From late spring until early autumn, there were two work shifts in the field, one beginning at 4:00 a.m. and a second at noon. The night watchman woke me up at 3:00 a.m. to have breakfast and be transported to the field. As the light of day appeared, I started up an auxiliary gasoline motor on my tractor, similar to cranking up a lawnmower with a pull rope. This motor, when warmed up, was then used to start the huge diesel motor. I thrilled to see my “Cat” fire up. The earth-moving machinery, attached to and pulled by the tractor, could pick up or lay down huge quantities of dirt. Measurements on surveyors’ stakes indicated how many inches of dirt to scoop up or how much to spread out. I operated the carryall by twisting around to grab two handles, one that lowered and elevated the “bucket,” and another that worked the baffle that disgorged the dirt.

Notwithstanding the national importance of the Trenton project, there was a draining of staying power and personal resources in the life of such an isolated camp. Winter winds blew through the old CCC barracks, heated only by lignite stoves. Temperatures of 25 degrees below zero were not uncommon. Summers were blisteringly hot.

As in all the camps and units, strict Selective Service regulations framed work hours, leaves, and furloughs. With the ending of the war on August 14, 1945, every man chafed for immediate discharge, but the government policy for discharging COs was the same gradual one as for men in the armed forces. Therefore, I served through most of a second winter in that barren corner of North Dakota, helping to close down camp operations as men were finally discharged or transferred to other units.

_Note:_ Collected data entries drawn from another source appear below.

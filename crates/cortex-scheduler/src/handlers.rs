//! Built-in job handlers: provider sync and the periodic reports.

use std::str::FromStr;
use std::sync::Arc;

use chrono::{Duration, NaiveDate, Utc};
use chrono_tz::Tz;
use serde_json::{json, Value};
use tracing::{info, warn};

use cortex_agents::{DailyReportAgent, WeeklyReportAgent};
use cortex_channels::ReportDispatcher;
use cortex_store::{RowExt, Store};
use cortex_sync::{sync_calendar, ICloudCalendarProvider, ProviderKind, SyncService};

use crate::engine::JobRegistry;

const CALENDAR_HORIZON_DAYS: i64 = 90;

/// Registry with the four built-in jobs.
pub fn build_registry(store: Store, tz: Tz) -> JobRegistry {
    let mut registry = JobRegistry::new();

    registry.register("calendar_sync", {
        let store = store.clone();
        Arc::new(move || -> crate::engine::HandlerFuture {
            let store = store.clone();
            Box::pin(async move { calendar_sync_job(store, tz).await })
        })
    });

    registry.register("contact_sync", {
        let store = store.clone();
        Arc::new(move || -> crate::engine::HandlerFuture {
            let store = store.clone();
            Box::pin(async move { contact_sync_job(store).await })
        })
    });

    registry.register("daily_report", {
        let store = store.clone();
        Arc::new(move || -> crate::engine::HandlerFuture {
            let store = store.clone();
            Box::pin(async move { daily_report_job(store, tz).await })
        })
    });

    registry.register("weekly_report", {
        let store = store.clone();
        Arc::new(move || -> crate::engine::HandlerFuture {
            let store = store.clone();
            Box::pin(async move { weekly_report_job(store, tz).await })
        })
    });

    registry
}

fn today(tz: Tz) -> NaiveDate {
    Utc::now().with_timezone(&tz).date_naive()
}

/// Pull the next 90 days of events from CalDAV and upsert them locally.
async fn calendar_sync_job(store: Store, tz: Tz) -> Result<(), String> {
    let Some(row) = store
        .query_one(
            "SELECT credentials, write_calendar_id FROM sync_config
             WHERE provider = 'icloud' AND enabled = 1",
            &[],
        )
        .map_err(|e| e.to_string())?
    else {
        warn!("calendar_sync: no enabled icloud configuration");
        return Ok(());
    };

    let credentials = row.json_opt("credentials").unwrap_or_else(|| json!({}));
    let write_calendar_id = row.str_opt("write_calendar_id").map(str::to_string);

    let mut provider = ICloudCalendarProvider::new();
    provider
        .authenticate(&credentials)
        .await
        .map_err(|e| e.to_string())?;

    let start = today(tz);
    let end = start + Duration::days(CALENDAR_HORIZON_DAYS);
    let total = sync_calendar(
        &store,
        &provider,
        write_calendar_id.as_deref(),
        &start.format("%Y%m%d").to_string(),
        &end.format("%Y%m%d").to_string(),
    )
    .await
    .map_err(|e| e.to_string())?;

    info!(events = total, "calendar sync finished");
    Ok(())
}

/// Run one contact sync for every enabled provider.
async fn contact_sync_job(store: Store) -> Result<(), String> {
    let rows = store
        .query(
            "SELECT provider, credentials FROM sync_config WHERE enabled = 1",
            &[],
        )
        .map_err(|e| e.to_string())?;

    if rows.is_empty() {
        warn!("contact_sync: no enabled providers");
        return Ok(());
    }

    let mut failures = Vec::new();
    for row in rows {
        let Some(kind) = row
            .str_opt("provider")
            .and_then(|p| ProviderKind::from_str(p).ok())
        else {
            continue;
        };
        let credentials = row.json_opt("credentials").unwrap_or_else(|| json!({}));

        let mut service = SyncService::new(store.clone());
        if let Err(e) = service.init_provider(kind, &credentials).await {
            failures.push(format!("{kind}: {e}"));
            continue;
        }
        match service.sync_provider(kind).await {
            Ok(stats) => info!(provider = %kind, ?stats, "contact sync finished"),
            Err(e) => failures.push(format!("{kind}: {e}")),
        }
    }

    if failures.is_empty() {
        Ok(())
    } else {
        Err(failures.join("; "))
    }
}

async fn daily_report_job(store: Store, tz: Tz) -> Result<(), String> {
    let agent = DailyReportAgent::new(store.clone()).map_err(|e| e.to_string())?;
    let mut report = agent
        .generate_from_db(today(tz))
        .await
        .map_err(|e| e.to_string())?;
    report
        .entry("title".to_string())
        .or_insert(json!("Daily Report"));

    let dispatcher = ReportDispatcher::new(store);
    let results = dispatcher
        .dispatch("daily_report", &Value::Object(report))
        .await
        .map_err(|e| e.to_string())?;
    info!(recipients = results.len(), "daily report dispatched");
    Ok(())
}

async fn weekly_report_job(store: Store, tz: Tz) -> Result<(), String> {
    let agent = WeeklyReportAgent::new(store.clone()).map_err(|e| e.to_string())?;
    let mut report = agent
        .generate_from_db(today(tz))
        .await
        .map_err(|e| e.to_string())?;
    report
        .entry("title".to_string())
        .or_insert(json!("Weekly Report"));

    let dispatcher = ReportDispatcher::new(store);
    let results = dispatcher
        .dispatch("weekly_report", &Value::Object(report))
        .await
        .map_err(|e| e.to_string())?;
    info!(recipients = results.len(), "weekly report dispatched");
    Ok(())
}

#[cfg(test)]
mod tests {
    use super::*;

    #[test]
    fn registry_carries_the_builtin_jobs() {
        let registry = build_registry(
            Store::open_in_memory().unwrap(),
            chrono_tz::Europe::Berlin,
        );
        let mut names = registry.job_names();
        names.sort();
        assert_eq!(
            names,
            vec!["calendar_sync", "contact_sync", "daily_report", "weekly_report"]
        );
    }

    #[tokio::test]
    async fn contact_sync_without_providers_is_a_clean_no_op() {
        let store = Store::open_in_memory().unwrap();
        assert!(contact_sync_job(store).await.is_ok());
    }

    #[tokio::test]
    async fn calendar_sync_without_config_is_a_clean_no_op() {
        let store = Store::open_in_memory().unwrap();
        assert!(calendar_sync_job(store, chrono_tz::Europe::Berlin).await.is_ok());
    }
}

I was released from Civilian Public Service in February 1946. Free at last to join my fiancée in Philadelphia, I felt that I had stayed the course. What is now clear to me, over a half century later, is that my conscientious objection in World War II served as a prelude to a life of commitment to Quaker service and witness. Questions about war and peace were hammered out and brought into maturer form on the anvil of my experiences in Civilian Public Service.

Larry Miller

Larry Miller, a member of Doylestown (Pa.) Meeting, is a former general secretary of Friends General Conference and has served on the staff of American Friends Service Committee in various capacities over several decades.